▶ Requirement: Transcribe the data in full; each line must match exactly.

▶ Provided entries:
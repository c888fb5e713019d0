//! KDL schema for settings.kdl.
//!
//! This module provides:
//! - `OutputFormat`: CLI output preference
//! - `Settings`: application settings and their KDL (de)serialization
//! - Validation

use crate::{Error, Result};
use kdl::{KdlDocument, KdlEntry, KdlNode, KdlValue};
use serde::{Deserialize, Serialize};
use std::path::Path;

/// Output format preference for CLI commands.
#[derive(Debug, Clone, Copy, Default, PartialEq, Eq, Serialize, Deserialize)]
#[serde(rename_all = "lowercase")]
pub enum OutputFormat {
    /// JSON output (default, machine-readable)
    #[default]
    Json,
    /// Human-readable output
    Human,
}

impl OutputFormat {
    /// Parse from string, case-insensitive.
    pub fn parse(s: &str) -> Option<Self> {
        match s.to_lowercase().as_str() {
            "json" => Some(OutputFormat::Json),
            "human" => Some(OutputFormat::Human),
            _ => None,
        }
    }

    pub fn as_str(&self) -> &'static str {
        match self {
            OutputFormat::Json => "json",
            OutputFormat::Human => "human",
        }
    }
}

impl std::fmt::Display for OutputFormat {
    fn fmt(&self, f: &mut std::fmt::Formatter<'_>) -> std::fmt::Result {
        write!(f, "{}", self.as_str())
    }
}

/// Application settings stored in `<data-dir>/settings.kdl`.
///
/// # KDL Schema
///
/// ```kdl
/// active-profile "ranked"
/// favorite "ranked"
/// favorite "unrated"
/// output-format "human"  // or "json"
/// action-log #false
/// ```
#[derive(Debug, Clone, Default, PartialEq, Eq, Serialize, Deserialize)]
pub struct Settings {
    /// Profile loaded at startup
    pub active_profile: Option<String>,

    /// Profiles pinned to the top of `profile list`, in pin order
    pub favorites: Vec<String>,

    /// Default output format for CLI commands
    pub output_format: Option<OutputFormat>,

    /// Whether commands are appended to the action log (default on)
    pub action_log: Option<bool>,
}

impl Settings {
    pub fn new() -> Self {
        Self::default()
    }

    /// Validate the settings values.
    pub fn validate(&self) -> std::result::Result<(), String> {
        if let Some(ref name) = self.active_profile {
            if name.trim().is_empty() {
                return Err("active-profile must not be empty".to_string());
            }
        }
        Ok(())
    }

    pub fn action_log_enabled(&self) -> bool {
        self.action_log.unwrap_or(true)
    }

    pub fn is_favorite(&self, profile: &str) -> bool {
        self.favorites.iter().any(|f| f == profile)
    }

    /// Pin or unpin a profile. Returns whether anything changed.
    pub fn set_favorite(&mut self, profile: &str, favorite: bool) -> bool {
        match (favorite, self.is_favorite(profile)) {
            (true, false) => {
                self.favorites.push(profile.to_string());
                true
            }
            (false, true) => {
                self.favorites.retain(|f| f != profile);
                true
            }
            _ => false,
        }
    }

    /// Parse settings from a KDL document.
    pub fn from_kdl(doc: &KdlDocument) -> Self {
        let mut settings = Self::new();

        for node in doc.nodes() {
            match node.name().value() {
                "active-profile" => settings.active_profile = get_string_arg(node),
                "favorite" => {
                    if let Some(name) = get_string_arg(node) {
                        if !settings.is_favorite(&name) {
                            settings.favorites.push(name);
                        }
                    }
                }
                "output-format" => {
                    settings.output_format =
                        get_string_arg(node).and_then(|s| OutputFormat::parse(&s));
                }
                "action-log" => {
                    settings.action_log = node.entries().first().and_then(|e| e.value().as_bool());
                }
                _ => {}
            }
        }

        settings
    }

    /// Convert settings to a KDL document.
    pub fn to_kdl(&self) -> KdlDocument {
        let mut doc = KdlDocument::new();

        if let Some(ref profile) = self.active_profile {
            let mut node = KdlNode::new("active-profile");
            node.push(KdlEntry::new(KdlValue::String(profile.clone())));
            doc.nodes_mut().push(node);
        }

        for favorite in &self.favorites {
            let mut node = KdlNode::new("favorite");
            node.push(KdlEntry::new(KdlValue::String(favorite.clone())));
            doc.nodes_mut().push(node);
        }

        if let Some(format) = self.output_format {
            let mut node = KdlNode::new("output-format");
            node.push(KdlEntry::new(KdlValue::String(format.as_str().to_string())));
            doc.nodes_mut().push(node);
        }

        if let Some(enabled) = self.action_log {
            let mut node = KdlNode::new("action-log");
            node.push(KdlEntry::new(KdlValue::Bool(enabled)));
            doc.nodes_mut().push(node);
        }

        doc.autoformat();
        doc
    }

    /// Read settings from disk. A missing file yields defaults.
    pub fn load(path: &Path) -> Result<Self> {
        if !path.exists() {
            return Ok(Self::new());
        }

        let content = std::fs::read_to_string(path)?;
        let doc: KdlDocument = content
            .parse()
            .map_err(|e| Error::Other(format!("Failed to parse KDL in {}: {}", path.display(), e)))?;

        let settings = Self::from_kdl(&doc);
        settings.validate().map_err(Error::InvalidInput)?;
        Ok(settings)
    }

    /// Write settings to disk, creating the parent directory.
    pub fn save(&self, path: &Path) -> Result<()> {
        if let Some(parent) = path.parent() {
            std::fs::create_dir_all(parent)?;
        }
        std::fs::write(path, self.to_kdl().to_string())?;
        Ok(())
    }
}

fn get_string_arg(node: &KdlNode) -> Option<String> {
    node.entries()
        .first()
        .and_then(|e| e.value().as_string())
        .map(|s| s.to_string())
}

▶ Exercise answer:
repository c888fb5e713019d0
//! KDL schema for settings.kdl.
//!
//! This module provides:
//! - `OutputFormat`: CLI output preference
//! - `Settings`: application settings and their KDL (de)serialization
//! - Validation

use crate::{Error, Result};
use kdl::{KdlDocument, KdlEntry, KdlNode, KdlValue};
use serde::{Deserialize, Serialize};
use std::path::Path;

/// Output format preference for CLI commands.
#[derive(Debug, Clone, Copy, Default, PartialEq, Eq, Serialize, Deserialize)]
#[serde(rename_all = "lowercase")]
pub enum OutputFormat {
    /// JSON output (default, machine-readable)
    #[default]
    Json,
    /// Human-readable output
    Human,
}

impl OutputFormat {
    /// Parse from string, case-insensitive.
    pub fn parse(s: &str) -> Option<Self> {
        match s.to_lowercase().as_str() {
            "json" => Some(OutputFormat::Json),
            "human" => Some(OutputFormat::Human),
            _ => None,
        }
    }

    pub fn as_str(&self) -> &'static str {
        match self {
            OutputFormat::Json => "json",
            OutputFormat::Human => "human",
        }
    }
}

impl std::fmt::Display for OutputFormat {
    fn fmt(&self, f: &mut std::fmt::Formatter<'_>) -> std::fmt::Result {
        write!(f, "{}", self.as_str())
    }
}

/// Application settings stored in `<data-dir>/settings.kdl`.
///
/// # KDL Schema
///
/// ```kdl
/// active-profile "ranked"
/// favorite "ranked"
/// favorite "unrated"
/// output-format "human"  // or "json"
/// action-log #false
/// ```
#[derive(Debug, Clone, Default, PartialEq, Eq, Serialize, Deserialize)]
pub struct Settings {
    /// Profile loaded at startup
    pub active_profile: Option<String>,

    /// Profiles pinned to the top of `profile list`, in pin order
    pub favorites: Vec<String>,

    /// Default output format for CLI commands
    pub output_format: Option<OutputFormat>,

    /// Whether commands are appended to the action log (default on)
    pub action_log: Option<bool>,
}

impl Settings {
    pub fn new() -> Self {
        Self::default()
    }

    /// Validate the settings values.
    pub fn validate(&self) -> std::result::Result<(), String> {
        if let Some(ref name) = self.active_profile {
            if name.trim().is_empty() {
                return Err("active-profile must not be empty".to_string());
            }
        }
        Ok(())
    }

    pub fn action_log_enabled(&self) -> bool {
        self.action_log.unwrap_or(true)
    }

    pub fn is_favorite(&self, profile: &str) -> bool {
        self.favorites.iter().any(|f| f == profile)
    }

    /// Pin or unpin a profile. Returns whether anything changed.
    pub fn set_favorite(&mut self, profile: &str, favorite: bool) -> bool {
        match (favorite, self.is_favorite(profile)) {
            (true, false) => {
                self.favorites.push(profile.to_string());
                true
            }
            (false, true) => {
                self.favorites.retain(|f| f != profile);
                true
            }
            _ => false,
        }
    }

    /// Parse settings from a KDL document.
    pub fn from_kdl(doc: &KdlDocument) -> Self {
        let mut settings = Self::new();

        for node in doc.nodes() {
            match node.name().value() {
                "active-profile" => settings.active_profile = get_string_arg(node),
                "favorite" => {
                    if let Some(name) = get_string_arg(node) {
                        if !settings.is_favorite(&name) {
                            settings.favorites.push(name);
                        }
                    }
                }
                "output-format" => {
                    settings.output_format =
                        get_string_arg(node).and_then(|s| OutputFormat::parse(&s));
                }
                "action-log" => {
                    settings.action_log = node.entries().first().and_then(|e| e.value().as_bool());
                }
                _ => {}
            }
        }

        settings
    }

    /// Convert settings to a KDL document.
    pub fn to_kdl(&self) -> KdlDocument {
        let mut doc = KdlDocument::new();

        if let Some(ref profile) = self.active_profile {
            let mut node = KdlNode::new("active-profile");
            node.push(KdlEntry::new(KdlValue::String(profile.clone())));
            doc.nodes_mut().push(node);
        }

        for favorite in &self.favorites {
            let mut node = KdlNode::new("favorite");
            node.push(KdlEntry::new(KdlValue::String(favorite.clone())));
            doc.nodes_mut().push(node);
        }

        if let Some(format) = self.output_format {
            let mut node = KdlNode::new("output-format");
            node.push(KdlEntry::new(KdlValue::String(format.as_str().to_string())));
            doc.nodes_mut().push(node);
        }

        if let Some(enabled) = self.action_log {
            let mut node = KdlNode::new("action-log");
            node.push(KdlEntry::new(KdlValue::Bool(enabled)));
            doc.nodes_mut().push(node);
        }

        doc.autoformat();
        doc
    }

    /// Read settings from disk. A missing file yields defaults.
    pub fn load(path: &Path) -> Result<Self> {
        if !path.exists() {
            return Ok(Self::new());
        }

        let content = std::fs::read_to_string(path)?;
        let doc: KdlDocument = content
            .parse()
            .map_err(|e| Error::Other(format!("Failed to parse KDL in {}: {}", path.display(), e)))?;

        let settings = Self::from_kdl(&doc);
        settings.validate().map_err(Error::InvalidInput)?;
        Ok(settings)
    }

    /// Write settings to disk, creating the parent directory.
    pub fn save(&self, path: &Path) -> Result<()> {
        if let Some(parent) = path.parent() {
            std::fs::create_dir_all(parent)?;
        }
        std::fs::write(path, self.to_kdl().to_string())?;
        Ok(())
    }
}

fn get_string_arg(node: &KdlNode) -> Option<String> {
    node.entries()
        .first()
        .and_then(|e| e.value().as_string())
        .map(|s| s.to_string())
}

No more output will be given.